Black Forest Fire called 100 percent contained: Most areas reopened

Cause of fire under investigation

BLACK FOREST, Colo. - The Black Forest Fire is now being called 100 percent contained. Meanwhile, fire investigators spent the day searching a 28 by 28 foot area for the cause.

The fire burned 14,280 acres in Black Forest, north of Colorado Springs.

"They [investigators] have all but ruled out natural causes as the cause of this fire," said El Paso County Sheriff's Terry Maketa on Thursday. "We are pretty confident it was not, for instance, a lightning strike."

Mekata also said the investigation into the point of origin has shrunk.

"I’ve referred to it as 40 x 40 foot area," Maketa said. "That has now shrunk down to a focus of about 28 square feet. Investigators are on their hands and knees with magnifying glasses, looking at everything there is on the grass, every needle, every sliver of wood."

Maketa said investigators hope to finish by 5 p.m. Thursday.

Most of the Black Forest Fire evacuees were allowed to return home on Thursday morning.

The Sheriff's Office also allowed residents who received re-entry packets with red placards open access to burn areas after 5 p.m. They are allowed to enter and exit the areas without restriction on timing.

The fire is the most destructive in state history with a total of 509 homes have burned, 28 are damaged and 3,653 remain unaffected. View a complete list of the homes lost:

The cost of fighting the fire is now more than $8.5 million, according to Incident Commander Rich Harvey.

Two people were killed in the fire which broke out June 11 around 1 p.m. Maketa said the couple that died was notified about the fire at 3:34 and 3:43. No one answered the call at 3:34. At 3:43, the call was 'abandoned," which means the call may have gone to an answering service, someone may have picked up and not hit the right key saying they heard the message, officials don't know.
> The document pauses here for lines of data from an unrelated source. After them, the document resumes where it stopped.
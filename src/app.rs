//! Application module: exposes the view model used by the TUI and runtime.
//!
//! The `App` struct holds what only the terminal view cares about: the
//! category filter, the list cursor and the failure toast. Playback state
//! lives in the transport controller.

mod model;

pub use model::*;

#[cfg(test)]
mod tests;
use std::sync::Arc;
use std::sync::atomic::{AtomicU64, Ordering};
use std::sync::mpsc::{Receiver, RecvTimeoutError, Sender, SyncSender};
use std::thread;
use std::thread::JoinHandle;
use std::time::{Duration, Instant};

use reqwest::blocking::Client;
use rodio::{OutputStream, OutputStreamBuilder, Sink};
use tracing::{debug, error, warn};

use crate::config::AudioSettings;
use crate::error::AudioError;
use crate::playback::progress_percent;

use super::settle::{PlayDecision, Settlement};
use super::source::{create_sink_at, fetch, http_client, probe_duration};
use super::types::{AudioCmd, EngineEvent, EngineEventKind, Generation};

/// Decoded audio for one generation.
struct Loaded {
    generation: Generation,
    bytes: Arc<[u8]>,
    sink: Sink,
    duration: Option<Duration>,
    /// Where the sink's source starts in the track. `Sink::get_pos` counts
    /// from zero after a rebuild that skipped ahead.
    offset: Duration,
    ended: bool,
}

impl Loaded {
    fn duration_secs(&self) -> f64 {
        self.duration.map_or(0.0, |d| d.as_secs_f64())
    }
}

struct AudioThread {
    stream: OutputStream,
    cmd_tx: Sender<AudioCmd>,
    events: Sender<EngineEvent>,
    client: Client,
    /// Latest load generation, shared with fetch workers so superseded ones stop early.
    latest_load: Arc<AtomicU64>,
    volume: f32,
    settlement: Settlement,
    current: Option<Loaded>,
    playing: bool,
}

pub(super) fn spawn_audio_thread(
    rx: Receiver<AudioCmd>,
    cmd_tx: Sender<AudioCmd>,
    events: Sender<EngineEvent>,
    settings: AudioSettings,
    ready: SyncSender<Result<(), AudioError>>,
) -> JoinHandle<()> {
    thread::spawn(move || {
        let mut stream = match OutputStreamBuilder::open_default_stream() {
            Ok(s) => s,
            Err(e) => {
                let _ = ready.send(Err(AudioError::NoOutputDevice(e.to_string())));
                return;
            }
        };
        // rodio logs to stderr when the stream is dropped, which garbles the TUI.
        stream.log_on_drop(false);
        let client = match http_client(Duration::from_secs(settings.fetch_timeout_secs.max(1))) {
            Ok(c) => c,
            Err(e) => {
                let _ = ready.send(Err(AudioError::HttpClient(e.to_string())));
                return;
            }
        };
        let _ = ready.send(Ok(()));

        let tick = Duration::from_millis(settings.tick_ms.max(10));
        let mut audio = AudioThread {
            stream,
            cmd_tx,
            events,
            client,
            latest_load: Arc::new(AtomicU64::new(Generation::default().get())),
            volume: 1.0,
            settlement: Settlement::default(),
            current: None,
            playing: false,
        };

        let mut last_tick = Instant::now();
        loop {
            match rx.recv_timeout(tick) {
                Ok(AudioCmd::Release { fade_out_ms }) => {
                    audio.release(fade_out_ms);
                    break;
                }
                Ok(cmd) => audio.handle(cmd),
                Err(RecvTimeoutError::Timeout) => {}
                Err(RecvTimeoutError::Disconnected) => break,
            }

            if last_tick.elapsed() >= tick {
                audio.tick();
                last_tick = Instant::now();
            }
        }
        debug!("audio thread exiting");
    })
}

impl AudioThread {
    fn emit(&self, generation: Generation, kind: EngineEventKind) {
        // The receiver disappears once the engine is released; nothing left to tell.
        let _ = self.events.send(EngineEvent::new(generation, kind));
    }

    fn handle(&mut self, cmd: AudioCmd) {
        match cmd {
            AudioCmd::Load { generation, source } => self.load(generation, source),
            AudioCmd::Fetched { generation, result } => {
                if !self.settlement.accepts(generation) {
                    let latest = self.settlement.latest();
                    debug!(%generation, %latest, "dropping superseded load");
                    return;
                }
                match result {
                    Ok(bytes) => self.install(generation, bytes),
                    Err(e) => self.fail(generation, e.to_string()),
                }
            }
            AudioCmd::Play { generation } => self.play(generation),
            AudioCmd::Pause => {
                self.settlement.cancel_pending();
                self.playing = false;
                if let Some(cur) = self.current.as_ref() {
                    cur.sink.pause();
                }
            }
            AudioCmd::Seek(position) => self.seek(position),
            AudioCmd::SetVolume(v) => {
                self.volume = v.clamp(0.0, 1.0);
                if let Some(cur) = self.current.as_ref() {
                    cur.sink.set_volume(self.volume);
                }
            }
            AudioCmd::Release { fade_out_ms } => self.release(fade_out_ms),
        }
    }

    fn load(&mut self, generation: Generation, source: String) {
        if let Some(old) = self.current.take() {
            old.sink.stop();
        }
        self.settlement.begin_load(generation);
        self.latest_load.store(generation.get(), Ordering::Release);
        self.playing = false;

        let tx = self.cmd_tx.clone();
        let client = self.client.clone();
        let latest = Arc::clone(&self.latest_load);
        thread::spawn(move || run_fetch(generation, &source, &client, &latest, &tx));
    }

    fn install(&mut self, generation: Generation, bytes: Arc<[u8]>) {
        let (sink, decoder_total) = match create_sink_at(&self.stream, &bytes, Duration::ZERO) {
            Ok(v) => v,
            Err(e) => {
                self.fail(generation, e.to_string());
                return;
            }
        };
        sink.set_volume(self.volume);

        let duration = probe_duration(&bytes).or(decoder_total);
        let loaded = Loaded {
            generation,
            bytes,
            sink,
            duration,
            offset: Duration::ZERO,
            ended: false,
        };
        self.emit(
            generation,
            EngineEventKind::MetadataReady {
                duration_secs: loaded.duration_secs(),
            },
        );
        self.current = Some(loaded);

        if self.settlement.installed(generation) {
            self.start(generation);
        }
    }

    fn fail(&mut self, generation: Generation, reason: String) {
        error!(%generation, "failed to load track: {reason}");
        for kind in self.settlement.failed(generation, reason) {
            self.emit(generation, kind);
        }
    }

    fn play(&mut self, generation: Generation) {
        match self.settlement.play(generation, self.current.is_some()) {
            PlayDecision::Start => self.start(generation),
            PlayDecision::Park => debug!(%generation, "play waiting for audio"),
            PlayDecision::Reject(reason) => {
                self.emit(generation, EngineEventKind::PlayRejected { reason });
            }
        }
    }

    /// Start the loaded sink, restarting from zero if it already played out.
    fn start(&mut self, generation: Generation) {
        let Some(cur) = self.current.as_mut() else {
            return;
        };

        if cur.ended {
            match create_sink_at(&self.stream, &cur.bytes, Duration::ZERO) {
                Ok((sink, _)) => {
                    sink.set_volume(self.volume);
                    cur.sink.stop();
                    cur.sink = sink;
                    cur.offset = Duration::ZERO;
                    cur.ended = false;
                }
                Err(e) => {
                    let reason = e.to_string();
                    warn!(%generation, "failed to restart track: {reason}");
                    self.emit(generation, EngineEventKind::PlayRejected { reason });
                    return;
                }
            }
        }

        cur.sink.play();
        self.playing = true;
        self.emit(generation, EngineEventKind::PlayResolved);
    }

    fn seek(&mut self, position: Duration) {
        let Some(cur) = self.current.as_mut() else {
            return;
        };
        let position = match cur.duration {
            Some(d) => position.min(d),
            None => position,
        };

        if !cur.ended && cur.sink.try_seek(position).is_ok() {
            cur.offset = Duration::ZERO;
        } else {
            // Rebuild and skip into the source instead.
            match create_sink_at(&self.stream, &cur.bytes, position) {
                Ok((sink, _)) => {
                    sink.set_volume(self.volume);
                    if self.playing {
                        sink.play();
                    }
                    cur.sink.stop();
                    cur.sink = sink;
                    cur.offset = position;
                    cur.ended = false;
                }
                Err(e) => {
                    warn!(generation = %cur.generation, "seek failed: {e}");
                    return;
                }
            }
        }

        let current_secs = position.as_secs_f64();
        let generation = cur.generation;
        let duration_secs = cur.duration_secs();
        self.emit(
            generation,
            EngineEventKind::TimeUpdate {
                current_secs,
                progress_percent: progress_percent(current_secs, duration_secs),
            },
        );
    }

    fn tick(&mut self) {
        if !self.playing {
            return;
        }
        let Some(cur) = self.current.as_mut() else {
            return;
        };
        if cur.ended {
            return;
        }

        let generation = cur.generation;
        let duration_secs = cur.duration_secs();
        if cur.sink.empty() {
            cur.ended = true;
            self.playing = false;
            let current_secs = duration_secs;
            self.emit(
                generation,
                EngineEventKind::TimeUpdate {
                    current_secs,
                    progress_percent: progress_percent(current_secs, duration_secs),
                },
            );
            self.emit(generation, EngineEventKind::Ended);
        } else {
            let current_secs =
                playback_position(cur.offset, cur.sink.get_pos(), cur.duration).as_secs_f64();
            self.emit(
                generation,
                EngineEventKind::TimeUpdate {
                    current_secs,
                    progress_percent: progress_percent(current_secs, duration_secs),
                },
            );
        }
    }

    fn release(&mut self, fade_out_ms: u64) {
        self.settlement.cancel_pending();
        if let Some(cur) = self.current.take() {
            if self.playing {
                fade_out_sink(&cur.sink, self.volume, fade_out_ms);
            }
            cur.sink.stop();
        }
        self.playing = false;
    }
}

/// Fetch `source` and post it back, unless a newer load replaced
/// `generation` before the download started or before it finished.
pub(super) fn run_fetch(
    generation: Generation,
    source: &str,
    client: &Client,
    latest: &AtomicU64,
    tx: &Sender<AudioCmd>,
) {
    if is_superseded(latest, generation) {
        debug!(%generation, "skipping fetch for superseded load");
        return;
    }
    let result = fetch(source, client);
    if is_superseded(latest, generation) {
        debug!(%generation, "discarding fetch for superseded load");
        return;
    }
    // The audio thread may already be gone after a release.
    let _ = tx.send(AudioCmd::Fetched { generation, result });
}

fn is_superseded(latest: &AtomicU64, generation: Generation) -> bool {
    latest.load(Ordering::Acquire) != generation.get()
}

/// Position within the track given where the sink's source starts and how
/// far the sink has played, capped at the known duration.
pub(super) fn playback_position(
    offset: Duration,
    played: Duration,
    duration: Option<Duration>,
) -> Duration {
    let position = offset.saturating_add(played);
    match duration {
        Some(d) => position.min(d),
        None => position,
    }
}

fn fade_out_sink(sink: &Sink, from: f32, fade_out_ms: u64) {
    if fade_out_ms == 0 {
        sink.set_volume(0.0);
        return;
    }
    let steps: u64 = 20;
    let step_ms = (fade_out_ms / steps).max(1);
    for step in 1..=steps {
        let t = step as f32 / steps as f32;
        sink.set_volume(from * (1.0 - t));
        thread::sleep(Duration::from_millis(step_ms));
    }
    sink.set_volume(0.0);
}
//! Playback engine: the single owned audio output and its notifications.
//!
//! `PlaybackEngine` is the only handle to the output. Commands go out through
//! the `AudioOutput` seam; lifecycle notifications come back over a channel,
//! each stamped with the load `Generation` it belongs to.

mod driver;
mod output;
mod player;
mod settle;
mod source;
mod thread;
mod types;

#[cfg(test)]
pub(crate) mod fake;

pub use driver::PlaybackEngine;
pub use output::AudioOutput;
pub use player::RodioOutput;
pub use types::*;
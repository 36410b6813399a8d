//! Error types shared across the player.
//!
//! None of these are fatal to the process: playback errors are recovered by
//! the transport controller, source errors travel back as notification
//! reasons, and catalog/audio errors only matter at startup.

use std::path::PathBuf;

use thiserror::Error;

use crate::engine::Generation;

/// Outcomes of playback commands that did not take effect.
#[derive(Debug, Clone, PartialEq, Eq, Error)]
pub enum PlaybackError {
    /// The output refused to start playback (decode failure, network error, ...).
    #[error("playback rejected: {0}")]
    Rejected(String),
    /// A notification for a generation that is no longer active.
    #[error("stale notification from generation {got} (active: {active})")]
    Stale { got: Generation, active: Generation },
    /// A seek was requested before the track duration was known.
    #[error("seek requested before the track duration is known")]
    InvalidSeek,
}

/// Failures while fetching or decoding a track's audio source.
#[derive(Debug, Error)]
pub enum SourceError {
    #[error("failed to read {path:?}: {source}")]
    Io {
        path: PathBuf,
        #[source]
        source: std::io::Error,
    },
    #[error("failed to fetch {url}: {source}")]
    Http {
        url: String,
        #[source]
        source: reqwest::Error,
    },
    #[error("source {0} returned no audio data")]
    Empty(String),
    #[error("failed to decode audio: {0}")]
    Decode(String),
}

/// Problems with a track catalog.
#[derive(Debug, Error)]
pub enum CatalogError {
    #[error("catalog has no tracks")]
    Empty,
    #[error("duplicate track id {0}")]
    DuplicateId(u32),
    #[error("track {id} has a malformed duration label {label:?} (expected M:SS)")]
    BadDurationLabel { id: u32, label: String },
    #[error("failed to read catalog {path:?}: {source}")]
    Io {
        path: PathBuf,
        #[source]
        source: std::io::Error,
    },
    #[error("failed to parse catalog: {0}")]
    Parse(#[from] toml::de::Error),
}

/// Failures bringing up the audio output.
#[derive(Debug, Error)]
pub enum AudioError {
    #[error("no audio output device: {0}")]
    NoOutputDevice(String),
    #[error("audio thread exited before reporting readiness")]
    ThreadGone,
    #[error("failed to set up the HTTP client: {0}")]
    HttpClient(String),
}
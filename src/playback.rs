//! Playback state store: the single observable `PlaybackState`.
//!
//! Views only ever read from here. The transport controller is the only
//! writer, feeding it user commands and engine notifications.

mod state;

pub use state::*;
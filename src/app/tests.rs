use std::time::{Duration, Instant};

use super::*;
use crate::catalog::{Catalog, CategoryFilter};
use crate::transport::PlaybackFailure;

#[test]
fn new_selects_first_visible_track() {
    let catalog = Catalog::builtin();
    let app = App::new(&catalog, CategoryFilter::All, true);
    assert_eq!(app.selected, Some(1));

    let app = App::new(&catalog, CategoryFilter::Nature, true);
    assert_eq!(app.selected, Some(3));
    assert_eq!(app.selected_row(&catalog), Some(0));
}

#[test]
fn cursor_wraps_within_the_filtered_view() {
    let catalog = Catalog::builtin();
    let mut app = App::new(&catalog, CategoryFilter::Nature, true);

    app.prev(&catalog);
    assert_eq!(app.selected, Some(7));
    app.next(&catalog);
    assert_eq!(app.selected, Some(3));
    app.next(&catalog);
    assert_eq!(app.selected, Some(4));
}

#[test]
fn cycling_the_filter_moves_the_cursor_into_view() {
    let catalog = Catalog::builtin();
    let mut app = App::new(&catalog, CategoryFilter::All, true);
    app.set_selected(2, &catalog);

    app.cycle_filter(&catalog);
    assert_eq!(app.filter, CategoryFilter::Meditation);
    assert_eq!(app.selected, Some(2));

    app.cycle_filter(&catalog);
    assert_eq!(app.filter, CategoryFilter::Nature);
    assert_eq!(app.selected, Some(3));
}

#[test]
fn set_selected_ignores_tracks_outside_the_view() {
    let catalog = Catalog::builtin();
    let mut app = App::new(&catalog, CategoryFilter::Music, true);
    let before = app.selected;
    app.set_selected(1, &catalog);
    assert_eq!(app.selected, before);
}

#[test]
fn follow_only_moves_the_cursor_while_enabled() {
    let catalog = Catalog::builtin();
    let mut app = App::new(&catalog, CategoryFilter::All, true);
    app.follow(4, &catalog);
    assert_eq!(app.selected, Some(4));

    app.follow_playback = false;
    app.follow(5, &catalog);
    assert_eq!(app.selected, Some(4));
}

#[test]
fn failure_toast_expires() {
    let catalog = Catalog::builtin();
    let mut app = App::new(&catalog, CategoryFilter::All, true);
    let now = Instant::now();
    let failure = PlaybackFailure {
        track_id: 2,
        reason: "connection refused".to_string(),
    };

    app.show_failure(&failure, &catalog, now, Duration::from_secs(4));
    let toast = app.toast(now).expect("toast visible");
    assert_eq!(toast.title, "Playback Error");
    assert!(toast.message.contains(&catalog.get(2).expect("track 2").title));
    assert!(toast.message.contains("connection refused"));

    let later = now + Duration::from_secs(5);
    assert!(app.toast(later).is_none());
    app.expire_toast(later);
    assert!(app.toast(now).is_none());
}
The couple did not have a cell phone registered.

"They knew the threat that existed," Maketa said based on conversations the couple had with neighbors.

El Paso County Commissioner Darryl Glenn said they are working on setting up a planning committee made up of citizens and key interest groups to oversee the rebuilding and long-term planning.

"We will restore this community. We will rebuild, and we're going to be moving forward. We're going to come back stronger," Glenn said.